Polyester khadaks and Lungtas (prayer flags) have a sound market in Kalimpong, where people from Sikkim go to buy in bulk. If one were to find the ancient silk khadaks, they would be charged as high as Rs 2,000 for one metre of silk. Moonga silk as used commonly across the country would also be expensive. 

Even the plain white khadaks are bleached to make them white. However, Gyaltsen’s khadaks, made of cotton, have no chemicals, are not bleached and have an off-white shade. Gyaltsen has refrained from copyrighting the cotton khadaks as he believes in promoting the sustainable way of offering khadaks over adding value to his product. Even the Directorate of Handloom and Handicrafts in Sikkim has started producing cotton khadaks keeping it specific for government machinery and VIPs. 
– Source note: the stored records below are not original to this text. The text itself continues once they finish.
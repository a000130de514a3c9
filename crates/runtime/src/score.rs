//! High scores and per-player completion history.

use std::sync::Arc;

use chrono::{DateTime, Utc};
use tracing::info;

use delve_core::entity::{DungeonId, PlayerId};

use crate::error::Result;
use crate::repository::{HighScoreRepository, HistoryRepository};

/// A player's best score and when it was achieved.
#[derive(Clone, Debug, PartialEq, Eq, serde::Serialize, serde::Deserialize)]
pub struct HighScore {
    pub player_id: PlayerId,
    pub score: i64,
    pub achieved_at: DateTime<Utc>,
}

/// A player's completion record: which dungeons they have cleared and when
/// they last played.
#[derive(Clone, Debug, PartialEq, Eq, serde::Serialize, serde::Deserialize)]
pub struct GameHistory {
    pub player_id: PlayerId,
    pub completed_dungeons: Vec<DungeonId>,
    pub last_played: DateTime<Utc>,
}

/// Submit-if-greater high-score tracking plus leaderboard queries.
#[derive(Clone)]
pub struct HighScoreService {
    scores: Arc<dyn HighScoreRepository>,
}

impl HighScoreService {
    pub fn new(scores: Arc<dyn HighScoreRepository>) -> Self {
        Self { scores }
    }

    /// Record `score` for the player if it beats their current best.
    /// Returns true when the record improved.
    pub async fn submit(&self, player_id: PlayerId, score: i64) -> Result<bool> {
        let current = self.scores.find_by_player(player_id).await?;
        if current.as_ref().is_some_and(|best| score <= best.score) {
            return Ok(false);
        }

        self.scores
            .save(&HighScore {
                player_id,
                score,
                achieved_at: Utc::now(),
            })
            .await?;
        info!(player = %player_id, score, "new personal best");
        Ok(true)
    }

    pub async fn best_for(&self, player_id: PlayerId) -> Result<Option<HighScore>> {
        self.scores.find_by_player(player_id).await
    }

    pub async fn top(&self, count: usize) -> Result<Vec<HighScore>> {
        self.scores.top(count).await
    }

    /// 1-based leaderboard rank, or None for a player with no score yet.
    pub async fn rank(&self, player_id: PlayerId) -> Result<Option<usize>> {
        let Some(best) = self.scores.find_by_player(player_id).await? else {
            return Ok(None);
        };
        let higher = self.scores.count_higher(best.score).await?;
        Ok(Some(higher + 1))
    }
}

/// Append-only completion history per player.
#[derive(Clone)]
pub struct HistoryService {
    histories: Arc<dyn HistoryRepository>,
}

impl HistoryService {
    pub fn new(histories: Arc<dyn HistoryRepository>) -> Self {
        Self { histories }
    }

    /// Add `dungeon_id` to the player's completed set (once) and stamp the
    /// played-at time.
    pub async fn record_completion(&self, player_id: PlayerId, dungeon_id: DungeonId) -> Result<()> {
        let mut history = self
            .histories
            .find_by_player(player_id)
            .await?
            .unwrap_or(GameHistory {
                player_id,
                completed_dungeons: Vec::new(),
                last_played: Utc::now(),
            });

        if !history.completed_dungeons.contains(&dungeon_id) {
            history.completed_dungeons.push(dungeon_id);
        }
        history.last_played = Utc::now();
        self.histories.save(&history).await
    }

    pub async fn completed(&self, player_id: PlayerId) -> Result<Vec<DungeonId>> {
        self.histories.list_completed(player_id).await
    }

    pub async fn total_completed(&self, player_id: PlayerId) -> Result<usize> {
        Ok(self.histories.list_completed(player_id).await?.len())
    }
}

#[cfg(test)]
mod tests {
    use super::*;
    use crate::repository::{InMemoryHighScores, InMemoryHistories};

    fn scores() -> HighScoreService {
        HighScoreService::new(Arc::new(InMemoryHighScores::new()))
    }

    #[tokio::test]
    async fn submit_keeps_only_the_best_score() {
        let service = scores();

        assert!(service.submit(PlayerId(1), 500).await.unwrap());
        assert!(!service.submit(PlayerId(1), 400).await.unwrap());
        assert!(!service.submit(PlayerId(1), 500).await.unwrap());
        assert!(service.submit(PlayerId(1), 900).await.unwrap());

        let best = service.best_for(PlayerId(1)).await.unwrap().unwrap();
        assert_eq!(best.score, 900);
    }

    #[tokio::test]
    async fn rank_counts_strictly_higher_scores() {
        let service = scores();
        service.submit(PlayerId(1), 500).await.unwrap();
        service.submit(PlayerId(2), 900).await.unwrap();
        service.submit(PlayerId(3), 700).await.unwrap();

        assert_eq!(service.rank(PlayerId(2)).await.unwrap(), Some(1));
        assert_eq!(service.rank(PlayerId(1)).await.unwrap(), Some(3));
        assert_eq!(service.rank(PlayerId(9)).await.unwrap(), None);

        let top = service.top(2).await.unwrap();
        assert_eq!(top.len(), 2);
        assert_eq!(top[0].player_id, PlayerId(2));
    }

    #[tokio::test]
    async fn completions_record_each_dungeon_once() {
        let service = HistoryService::new(Arc::new(InMemoryHistories::new()));

        service
            .record_completion(PlayerId(1), DungeonId(10))
            .await
            .unwrap();
        service
            .record_completion(PlayerId(1), DungeonId(10))
            .await
            .unwrap();
        service
            .record_completion(PlayerId(1), DungeonId(11))
            .await
            .unwrap();

        assert_eq!(service.total_completed(PlayerId(1)).await.unwrap(), 2);
        assert_eq!(
            service.completed(PlayerId(1)).await.unwrap(),
            vec![DungeonId(10), DungeonId(11)]
        );
    }
}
Gyaltsen is also a believer that eco-friendly is an attitude, a system, rather than being definitive of a fabric or material or even a product. He shared how recently, at a stall in MG Marg during one of the fests, the tourists flocked the stall convinced about getting “Cotton scarves for Rs 50 without even knowing the purpose of khadaks. If the tourism department markets the khadaks, we feel there is huge potential for its growth as part of a sustainable Himalayan economy. It will help in the reduction of polyester bags,” he said.  

Former bureaucrat and sustainability practitioner Ganden Lachungpa from Sikkim was one of the first to review the product. “The cotton khada that I found recently has been a more-than-twenty-year itch, and I felt like buying the whole lot with a vengeance. Because of its non-availability, I couldn’t participate in the many occasions that had come and gone. And offering the synthetic ones just does not appeal to me,” he said.  

He further added on his social media, “The cotton khada is biodegradable, natural, non-poisonous, eco-friendly and soft and it is now available right here in Gangtok! The sales person at the counter assured me that it will be made available everywhere else across the Himalayan belt in the near future too. They are available in the vegetable dye, traditional prints and plain and also in embroidered forms. This is refreshing as I can now proudly flash and trail out my cotton khada and attend and participate in fun occasions’.”

Lachungpa shared, “The synthetic khada—plasticky and non-decaying eyesore—is even more toxic when they eventually get burnt and emit polychlorinated biphenyls, fluoranthene, dioxins etc. Research findings on emissions from burnt synthetics show even more scary and toxic effects. Simply put, the emission is just not good for you nor your neighbours or animals. An article was written more than twenty years ago in a local newspaper on the harmful effects of discarding and burning used/worn out synthetic khada, dhaja, lungta (flags) etc and also on the potential of cotton khada-making as a business venture. This feels like my twenty-odd years dream for cotton khada is finally fulfilled.”